## Task statement
Quote the whole listing verbatim.

## Records supplied
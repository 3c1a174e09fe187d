// src/mutation/room_writer.rs
//! Room-scoped mutation writer
//!
//! One writer per room per tick, never shared across concurrent rooms.
//! Operations only buffer; `flush` hands the dispatcher a single batch and
//! resets the buffers whether or not the dispatch succeeded — retry policy
//! belongs to the caller, never to the writer.

use crate::ports::RoomMutationDispatcher;
use crate::utils::errors::Result;
use crate::world::RoomObject;
use serde_json::Value;
use std::sync::Arc;
use tracing::trace;

/// One atomic unit of room-scoped storage mutations
#[derive(Debug, Clone, Default)]
pub struct RoomMutationBatch {
    pub room: String,
    pub tick: u64,

    /// Full-object writes
    pub upserts: Vec<RoomObject>,

    /// Partial writes: (object id, partial fields)
    pub patches: Vec<(String, Value)>,

    /// Object deletions
    pub removals: Vec<String>,

    /// Partial write to the room's info document
    pub room_info_patch: Option<Value>,

    /// Event-log blob for this tick
    pub event_log: Option<Value>,

    /// Map-view blob for this tick
    pub map_view: Option<Value>,
}

impl RoomMutationBatch {
    /// Number of buffered operations
    pub fn op_count(&self) -> usize {
        self.upserts.len()
            + self.patches.len()
            + self.removals.len()
            + usize::from(self.room_info_patch.is_some())
            + usize::from(self.event_log.is_some())
            + usize::from(self.map_view.is_some())
    }

    pub fn is_empty(&self) -> bool {
        self.op_count() == 0
    }
}

/// Accumulate-then-flush writer for one room's processing unit
pub struct RoomMutationWriter {
    batch: RoomMutationBatch,
    dispatcher: Arc<dyn RoomMutationDispatcher>,
}

impl RoomMutationWriter {
    pub fn new(
        room: impl Into<String>,
        tick: u64,
        dispatcher: Arc<dyn RoomMutationDispatcher>,
    ) -> Self {
        Self {
            batch: RoomMutationBatch {
                room: room.into(),
                tick,
                ..Default::default()
            },
            dispatcher,
        }
    }

    /// Buffer a full-object write; objects with a blank id are ignored
    pub fn upsert(&mut self, object: RoomObject) {
        if object.id.trim().is_empty() {
            return;
        }
        self.batch.upserts.push(object);
    }

    /// Buffer a partial write; blank ids and null payloads are ignored
    pub fn patch(&mut self, id: &str, partial: Value) {
        if id.trim().is_empty() || partial.is_null() {
            return;
        }
        self.batch.patches.push((id.to_string(), partial));
    }

    /// Buffer an object removal; blank ids are ignored
    pub fn remove(&mut self, id: &str) {
        if id.trim().is_empty() {
            return;
        }
        self.batch.removals.push(id.to_string());
    }

    /// Buffer a partial write to the room info document
    pub fn patch_room_info(&mut self, partial: Value) {
        if partial.is_null() {
            return;
        }
        self.batch.room_info_patch = Some(partial);
    }

    pub fn set_event_log(&mut self, blob: Value) {
        if blob.is_null() {
            return;
        }
        self.batch.event_log = Some(blob);
    }

    pub fn set_map_view(&mut self, blob: Value) {
        if blob.is_null() {
            return;
        }
        self.batch.map_view = Some(blob);
    }

    /// Resolve an object's most recent buffered patch, if any
    ///
    /// Last write wins: the scan runs newest-first and stops at the first
    /// match, so a later processing step sees an earlier step's patch
    /// before anything is flushed.
    pub fn pending_object_state(&self, id: &str) -> Option<&Value> {
        self.batch
            .patches
            .iter()
            .rev()
            .find(|(patched_id, _)| patched_id == id)
            .map(|(_, partial)| partial)
    }

    /// Number of operations currently buffered
    pub fn op_count(&self) -> usize {
        self.batch.op_count()
    }

    /// Flush the buffered batch through the dispatcher
    ///
    /// A writer with nothing buffered makes zero dispatcher calls. Buffers
    /// are reset unconditionally before the dispatch outcome is known;
    /// partial batches are never retried piecemeal.
    pub async fn flush(&mut self) -> Result<()> {
        let room = self.batch.room.clone();
        let tick = self.batch.tick;
        let batch = std::mem::replace(
            &mut self.batch,
            RoomMutationBatch {
                room,
                tick,
                ..Default::default()
            },
        );

        if batch.is_empty() {
            trace!(room = %batch.room, "Nothing buffered, skipping flush");
            return Ok(());
        }

        trace!(room = %batch.room, ops = batch.op_count(), "Flushing room batch");
        metrics::counter!("room_batches_flushed_total").increment(1);
        self.dispatcher.apply(batch).await
    }
}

## Answer box
repository 3c1a174e09fe187d
// src/mutation/room_writer.rs
//! Room-scoped mutation writer
//!
//! One writer per room per tick, never shared across concurrent rooms.
//! Operations only buffer; `flush` hands the dispatcher a single batch and
//! resets the buffers whether or not the dispatch succeeded — retry policy
//! belongs to the caller, never to the writer.

use crate::ports::RoomMutationDispatcher;
use crate::utils::errors::Result;
use crate::world::RoomObject;
use serde_json::Value;
use std::sync::Arc;
use tracing::trace;

/// One atomic unit of room-scoped storage mutations
#[derive(Debug, Clone, Default)]
pub struct RoomMutationBatch {
    pub room: String,
    pub tick: u64,

    /// Full-object writes
    pub upserts: Vec<RoomObject>,

    /// Partial writes: (object id, partial fields)
    pub patches: Vec<(String, Value)>,

    /// Object deletions
    pub removals: Vec<String>,

    /// Partial write to the room's info document
    pub room_info_patch: Option<Value>,

    /// Event-log blob for this tick
    pub event_log: Option<Value>,

    /// Map-view blob for this tick
    pub map_view: Option<Value>,
}

impl RoomMutationBatch {
    /// Number of buffered operations
    pub fn op_count(&self) -> usize {
        self.upserts.len()
            + self.patches.len()
            + self.removals.len()
            + usize::from(self.room_info_patch.is_some())
            + usize::from(self.event_log.is_some())
            + usize::from(self.map_view.is_some())
    }

    pub fn is_empty(&self) -> bool {
        self.op_count() == 0
    }
}

/// Accumulate-then-flush writer for one room's processing unit
pub struct RoomMutationWriter {
    batch: RoomMutationBatch,
    dispatcher: Arc<dyn RoomMutationDispatcher>,
}

impl RoomMutationWriter {
    pub fn new(
        room: impl Into<String>,
        tick: u64,
        dispatcher: Arc<dyn RoomMutationDispatcher>,
    ) -> Self {
        Self {
            batch: RoomMutationBatch {
                room: room.into(),
                tick,
                ..Default::default()
            },
            dispatcher,
        }
    }

    /// Buffer a full-object write; objects with a blank id are ignored
    pub fn upsert(&mut self, object: RoomObject) {
        if object.id.trim().is_empty() {
            return;
        }
        self.batch.upserts.push(object);
    }

    /// Buffer a partial write; blank ids and null payloads are ignored
    pub fn patch(&mut self, id: &str, partial: Value) {
        if id.trim().is_empty() || partial.is_null() {
            return;
        }
        self.batch.patches.push((id.to_string(), partial));
    }

    /// Buffer an object removal; blank ids are ignored
    pub fn remove(&mut self, id: &str) {
        if id.trim().is_empty() {
            return;
        }
        self.batch.removals.push(id.to_string());
    }

    /// Buffer a partial write to the room info document
    pub fn patch_room_info(&mut self, partial: Value) {
        if partial.is_null() {
            return;
        }
        self.batch.room_info_patch = Some(partial);
    }

    pub fn set_event_log(&mut self, blob: Value) {
        if blob.is_null() {
            return;
        }
        self.batch.event_log = Some(blob);
    }

    pub fn set_map_view(&mut self, blob: Value) {
        if blob.is_null() {
            return;
        }
        self.batch.map_view = Some(blob);
    }

    /// Resolve an object's most recent buffered patch, if any
    ///
    /// Last write wins: the scan runs newest-first and stops at the first
    /// match, so a later processing step sees an earlier step's patch
    /// before anything is flushed.
    pub fn pending_object_state(&self, id: &str) -> Option<&Value> {
        self.batch
            .patches
            .iter()
            .rev()
            .find(|(patched_id, _)| patched_id == id)
            .map(|(_, partial)| partial)
    }

    /// Number of operations currently buffered
    pub fn op_count(&self) -> usize {
        self.batch.op_count()
    }

    /// Flush the buffered batch through the dispatcher
    ///
    /// A writer with nothing buffered makes zero dispatcher calls. Buffers
    /// are reset unconditionally before the dispatch outcome is known;
    /// partial batches are never retried piecemeal.
    pub async fn flush(&mut self) -> Result<()> {
        let room = self.batch.room.clone();
        let tick = self.batch.tick;
        let batch = std::mem::replace(
            &mut self.batch,
            RoomMutationBatch {
                room,
                tick,
                ..Default::default()
            },
        );

        if batch.is_empty() {
            trace!(room = %batch.room, "Nothing buffered, skipping flush");
            return Ok(());
        }

        trace!(room = %batch.room, ops = batch.op_count(), "Flushing room batch");
        metrics::counter!("room_batches_flushed_total").increment(1);
        self.dispatcher.apply(batch).await
    }
}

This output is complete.